Um envia um telegrama que diz:
SITUAÇÃO DESESPERADA STOP NINGUÉM USA SAPATOS
O outro escreve, triunfalmente:
GRANDE OPORTUNIDADE DE NEGÓCIO STOP NÃO TÊM SAPATOS
PARA O ESPECIALISTA de marketing que não vê sapatos, todos os indícios apontam para o desespero. Para o seu colega, as mesmas condições apontam para a abundância e a possibilidade. Cada um dos prospetores chega ao local com as suas próprias perspetivas; cada um regressa a contar uma história diferente. De facto, tudo na vida chega até nós sob a forma de narrativa; é uma história que contamos.

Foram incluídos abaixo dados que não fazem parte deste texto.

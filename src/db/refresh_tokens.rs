use chrono::{DateTime, Utc};
use sqlx::SqlitePool;
use uuid::Uuid;

use crate::models::RefreshToken;

pub async fn create<'e, E: sqlx::SqliteExecutor<'e>>(
    executor: E,
    user_id: Uuid,
    token_hash: &str,
    expires_at: DateTime<Utc>,
) -> Result<RefreshToken, sqlx::Error> {
    sqlx::query_as::<_, RefreshToken>(
        "INSERT INTO refresh_tokens (id, user_id, token_hash, used, expires_at, created_at)
         VALUES ($1, $2, $3, 0, $4, $5) RETURNING *",
    )
    .bind(Uuid::now_v7())
    .bind(user_id)
    .bind(token_hash)
    .bind(expires_at)
    .bind(Utc::now())
    .fetch_one(executor)
    .await
}

pub async fn find_by_hash(
    pool: &SqlitePool,
    token_hash: &str,
) -> Result<Option<RefreshToken>, sqlx::Error> {
    sqlx::query_as::<_, RefreshToken>("SELECT * FROM refresh_tokens WHERE token_hash = $1")
        .bind(token_hash)
        .fetch_optional(pool)
        .await
}

/// Returns `false` when the token was already consumed.
pub async fn mark_used<'e, E: sqlx::SqliteExecutor<'e>>(
    executor: E,
    id: Uuid,
) -> Result<bool, sqlx::Error> {
    let result = sqlx::query("UPDATE refresh_tokens SET used = 1 WHERE id = $1 AND used = 0")
        .bind(id)
        .execute(executor)
        .await?;
    Ok(result.rows_affected() == 1)
}

pub async fn delete_all_for_user(pool: &SqlitePool, user_id: Uuid) -> Result<(), sqlx::Error> {
    sqlx::query("DELETE FROM refresh_tokens WHERE user_id = $1")
        .bind(user_id)
        .execute(pool)
        .await?;
    Ok(())
}

pub async fn delete_for_user_by_hash(
    pool: &SqlitePool,
    user_id: Uuid,
    token_hash: &str,
) -> Result<bool, sqlx::Error> {
    let result = sqlx::query("DELETE FROM refresh_tokens WHERE token_hash = $1 AND user_id = $2")
        .bind(token_hash)
        .bind(user_id)
        .execute(pool)
        .await?;
    Ok(result.rows_affected() > 0)
}
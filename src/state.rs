use std::sync::Arc;

use sqlx::SqlitePool;

use crate::config::Config;
use crate::events::EventBus;

pub type SharedState = Arc<AppState>;

pub struct AppState {
    pub pool: SqlitePool,
    pub config: Config,
    pub events: EventBus,
}
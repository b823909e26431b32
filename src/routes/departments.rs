use axum::extract::State;
use axum::Json;

use crate::auth::extractor::AuthUser;
use crate::db;
use crate::error::AppError;
use crate::models::Department;
use crate::state::SharedState;

pub async fn list(
    _auth: AuthUser,
    State(state): State<SharedState>,
) -> Result<Json<Vec<Department>>, AppError> {
    let departments = db::departments::list(&state.pool).await?;
    Ok(Json(departments))
}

As raízes deste fenómeno vão muito mais fundo do que apenas a atitude ou a personalidade. Experiências no âmbito das neurociências demonstraram que alcançamos um entendimento do mundo mais ou menos deste modo: primeiro, os nossos sentidos trazem‑nos informações seletivas acerca do que se encontra no exterior; de seguida, o cérebro constrói a sua própria simulação das sensações; e só então, em terceiro lugar, é que temos a primeira experiência consciente do nosso meio. O mundo penetra na nossa consciência sob a forma de um mapa já desenhado, uma história já contada, uma hipótese, uma construção realizada por nós mesmos.